Em Portugal, Gilmar fala de “sistema de corrupção generalizado” no Brasil

Ministro do Supremo Tribunal Federal associa corrupção ao financiamento de campanhas por empresas, prática proibida a partir das eleições deste ano

O ministro Gilmar Mendes, do Supremo Tribunal Federal, declarou, em entrevista à agência portuguesa Lusa, que há "um sistema de corrupção generalizado" no Brasil. Gilmar disse que a corrupção existe "certamente no que diz respeito ao financiamento de campanhas, basta ver as listas de quaisquer empresas".

O ministro informou que agora estão proibidas as doações de empresas às campanhas. “Nós tínhamos até recentemente, antes da decisão do Supremo, um sistema de financiamento privado: as empresas é que financiavam a política na sua substância. Mas é bem provável que esse sistema tenha sido bastante sofisticado nesses últimos anos”, disse ele.

Gilmar Mendes participa do IV Seminário Luso-Brasileiro de Direito, que acontece no auditório da Universidade de Lisboa. O vice-presidente, Michel Temer, também participaria do evento mas cancelou a ida. Segundo a assessoria do PMDB, o vice-presidente cancelou a participação a pedido de parlamentares correligionários para participar de várias reuniões nesta terça-feira, quando ocorre a reunião do Diretório Nacional que vai decidir sobre a continuidade do PMDB na base alidada.

O evento conta ainda com a participação do ministro do Supremo Tribunal Federal Dias Toffoli e dos senadores Aécio Neves (PSDB-MG), José Serra (PSDB-SP) e Jorge Viana (PT-AC).

O seminário, que começou hoje e vai até quinta-feira (31), é promovido pelo Instituto Brasiliense de Direito Público, do qual Gilmar Mendes é cofundador, e pela a Faculdade de Direito da Universidade de Lisboa.
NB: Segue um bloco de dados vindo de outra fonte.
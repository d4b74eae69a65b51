use std::sync::Arc;

use tracing::{debug, instrument};

use scanbridge_core::{DomainError, ItemCode};
use scanbridge_documents::{DocumentCatalog, ValidationCode, ValidationResult};

use crate::error::WorkflowError;
use crate::object::BarcodeUpdate;
use crate::strategy::CommitStrategy;

/// Registers alternate barcodes on items.
pub struct BarcodeWorkflow<C> {
    catalog: C,
    strategy: Arc<dyn CommitStrategy>,
}

impl<C: DocumentCatalog> BarcodeWorkflow<C> {
    pub fn new(catalog: C, strategy: Arc<dyn CommitStrategy>) -> Self {
        Self { catalog, strategy }
    }

    /// Returns `false` when the barcode already identifies the item and
    /// nothing was written.
    #[instrument(skip(self, item_code), fields(item = %item_code))]
    pub async fn register(&self, item_code: &ItemCode, barcode: &str) -> Result<bool, WorkflowError> {
        let barcode = barcode.trim();
        if barcode.is_empty() {
            return Err(DomainError::validation("barcode is blank").into());
        }

        let Some(item) = self.catalog.item(item_code).await? else {
            return Err(WorkflowError::Rejected(
                ValidationResult::new(ValidationCode::NotFound, "item not found")
                    .with("item", item_code),
            ));
        };
        if item.recognizes(barcode) {
            debug!(barcode, "barcode already registered");
            return Ok(false);
        }

        let update = BarcodeUpdate {
            item_code: item_code.clone(),
            barcode: barcode.to_string(),
        };
        self.strategy.commit(vec![update.into()]).await?;
        Ok(true)
    }
}
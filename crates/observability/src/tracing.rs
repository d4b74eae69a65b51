//! Tracing/logging initialization.
//!
//! JSON lines by default so log shippers can index commit outcomes; pretty
//! output for a terminal. The filter comes from `RUST_LOG` (default `info`).

use core::str::FromStr;

use serde::{Deserialize, Serialize};
use thiserror::Error;
use tracing_subscriber::EnvFilter;

/// Output format of the process-wide subscriber.
#[derive(Debug, Copy, Clone, Default, PartialEq, Eq, Serialize, Deserialize)]
#[serde(rename_all = "lowercase")]
pub enum LogFormat {
    #[default]
    Json,
    Pretty,
}

#[derive(Debug, Clone, PartialEq, Eq, Error)]
#[error("unknown log format `{0}` (expected json or pretty)")]
pub struct UnknownLogFormat(pub String);

impl FromStr for LogFormat {
    type Err = UnknownLogFormat;

    fn from_str(s: &str) -> Result<Self, Self::Err> {
        match s.trim().to_ascii_lowercase().as_str() {
            "json" => Ok(LogFormat::Json),
            "pretty" | "text" => Ok(LogFormat::Pretty),
            other => Err(UnknownLogFormat(other.to_string())),
        }
    }
}

/// Initialize tracing with JSON output.
///
/// Safe to call multiple times (subsequent calls are no-ops).
pub fn init() {
    init_with(LogFormat::Json);
}

/// Initialize tracing with the given output format.
pub fn init_with(format: LogFormat) {
    let filter = EnvFilter::try_from_default_env().unwrap_or_else(|_| EnvFilter::new("info"));

    let builder = tracing_subscriber::fmt()
        .with_env_filter(filter)
        .with_timer(tracing_subscriber::fmt::time::SystemTime);

    let _ = match format {
        LogFormat::Json => builder.json().with_target(false).try_init(),
        LogFormat::Pretty => builder.pretty().try_init(),
    };
}
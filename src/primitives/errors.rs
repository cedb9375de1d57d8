//! Error types for RLS training, prediction, and persistence.
//!
//! ## Purpose
//!
//! This module defines the single error enum returned by every fallible
//! operation in the crate. Each variant corresponds to one failure class:
//! configuration, numerical degeneracy, misuse, or persistence.
//!
//! ## Design notes
//!
//! * **Recoverable only**: Precondition violations (mismatched row counts,
//!   wrong input width) are caller bugs and panic instead of returning here.
//! * **Comparable**: The enum is `Clone + PartialEq` so tests can match on
//!   exact values. I/O and JSON errors are flattened into their messages.
//!
//! ## Non-goals
//!
//! * Warnings for misuse (training twice, predicting before training) are
//!   logged, not returned.

// External dependencies
use thiserror::Error;

/// Errors produced by the RLS function approximator.
#[derive(Debug, Clone, PartialEq, Error)]
pub enum RlsError {
    /// Regularization is negative or not finite.
    #[error("Invalid regularization: {0} (must be >= 0 and finite)")]
    InvalidRegularization(f64),

    /// Pruning threshold is negative or not finite.
    #[error("Invalid epsilon: {0} (must be >= 0 and finite)")]
    InvalidEpsilon(f64),

    /// Kernel geometry is inconsistent (shape, width, or count).
    #[error("Invalid kernels: {0}")]
    InvalidKernels(String),

    /// Grid bounds or sample counts are inconsistent.
    #[error("Invalid grid: {0}")]
    InvalidGrid(String),

    /// A required builder parameter was never set.
    #[error("Parameter '{parameter}' is required")]
    MissingParameter {
        /// Name of the missing parameter
        parameter: &'static str,
    },

    /// A builder parameter was set more than once.
    #[error(
        "Parameter '{parameter}' was set multiple times. Each parameter can only be configured once."
    )]
    DuplicateParameter {
        /// Name of the duplicated parameter
        parameter: &'static str,
    },

    /// The weighted normal equations of a kernel are rank deficient.
    #[error("Singular weighted normal equations for kernel {kernel}")]
    SingularSystem {
        /// Index of the kernel whose fit failed
        kernel: usize,
    },

    /// Pruning left a kernel without any samples.
    #[error("Degenerate fit for kernel {kernel}: no samples with activation >= {epsilon}")]
    DegenerateKernel {
        /// Index of the kernel whose fit failed
        kernel: usize,
        /// Pruning threshold in effect
        epsilon: f64,
    },

    /// Operation requires a trained model.
    #[error("Function approximator has not been trained")]
    NotTrained,

    /// Target file exists and overwriting was not allowed.
    #[error("File already exists: {path} (overwrite disabled)")]
    FileExists {
        /// Path of the existing file
        path: String,
    },

    /// Filesystem failure.
    #[error("I/O error: {0}")]
    Io(String),

    /// JSON encoding or decoding failure.
    #[error("Serialization error: {0}")]
    Serialization(String),

    /// A persisted matrix could not be parsed.
    #[error("Parse error: {0}")]
    Parse(String),
}

impl From<std::io::Error> for RlsError {
    fn from(err: std::io::Error) -> Self {
        RlsError::Io(err.to_string())
    }
}

impl From<serde_json::Error> for RlsError {
    fn from(err: serde_json::Error) -> Self {
        RlsError::Serialization(err.to_string())
    }
}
O tema desta edição é Constituição e Crise – A Constituição no Contexto das Crises Política e Econômica.

Manifestação

Durante o seminário, brasileiros residentes em Portugal promoveram uma manifestação em defesa da democracia em frente à Universidade de Lisboa, com cerca de 50 pessoas estavam no local.
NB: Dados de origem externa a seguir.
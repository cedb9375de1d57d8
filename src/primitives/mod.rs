//! Layer 1: Primitives
//!
//! # Purpose
//!
//! Foundational types shared by every other layer:
//! - The crate error enum
//! - Reusable scratch buffers for training and prediction
//!
//! # Architecture
//!
//! ```text
//! Layer 5: API
//!   ↓
//! Layer 4: Engine
//!   ↓
//! Layer 3: Algorithms
//!   ↓
//! Layer 2: Math
//!   ↓
//! Layer 1: Primitives ← You are here
//! ```

/// Error types.
pub mod errors;

/// Training and prediction scratch buffers.
pub mod buffer;
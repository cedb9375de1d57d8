//! Design matrix construction.
//!
//! ## Purpose
//!
//! This module builds the regressor matrix used by every per-kernel solve:
//! the raw inputs, optionally extended with a constant column of ones so an
//! offset term can be fitted.
//!
//! ## Invariants
//!
//! * `n_betas == input_dim + 1` with an offset column, `input_dim` without.
//! * The offset column, when present, is the last column.
//! * Rebuilt on every training call; never persisted.

// External dependencies
use num_traits::Float;

/// Row-major design matrix `X`.
#[derive(Debug, Clone, PartialEq)]
pub struct DesignMatrix<T> {
    data: Vec<T>,
    n_rows: usize,
    n_betas: usize,
}

impl<T: Float> DesignMatrix<T> {
    /// Build `X` from row-major `inputs` with `input_dim` columns.
    pub fn build(inputs: &[T], input_dim: usize, use_offset: bool) -> Self {
        debug_assert!(input_dim > 0);
        debug_assert_eq!(inputs.len() % input_dim, 0);

        let n_rows = inputs.len() / input_dim;
        if !use_offset {
            return Self {
                data: inputs.to_vec(),
                n_rows,
                n_betas: input_dim,
            };
        }

        let n_betas = input_dim + 1;
        let mut data = Vec::with_capacity(n_rows * n_betas);
        for row in inputs.chunks_exact(input_dim) {
            data.extend_from_slice(row);
            data.push(T::one());
        }
        Self {
            data,
            n_rows,
            n_betas,
        }
    }

    /// Number of samples.
    #[inline]
    pub fn n_rows(&self) -> usize {
        self.n_rows
    }

    /// Number of regression coefficients per kernel.
    #[inline]
    pub fn n_betas(&self) -> usize {
        self.n_betas
    }

    /// Row `i` of the design matrix.
    #[inline]
    pub fn row(&self, i: usize) -> &[T] {
        &self.data[i * self.n_betas..(i + 1) * self.n_betas]
    }

    /// The whole matrix, row-major.
    #[inline]
    pub fn as_slice(&self) -> &[T] {
        &self.data
    }
}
Em entrevista à agência Lusa, Bruno Araújo, um dos organizadores do protesto, informou a necessidade de defender a democracia no Brasil, "que está atualmente em risco". Declarou ainda que o movimento é apartidário, formado por professores e estudantes brasileiros, em um "ato notável de patriotismo".

O professor Milton de Sousa, residente há cerca de um ano em Portugal, disse à agência Lusaque os brasileiros são a favor das investigações contra a corrupção, mas alertou para o atual "seletismo" nas investigações.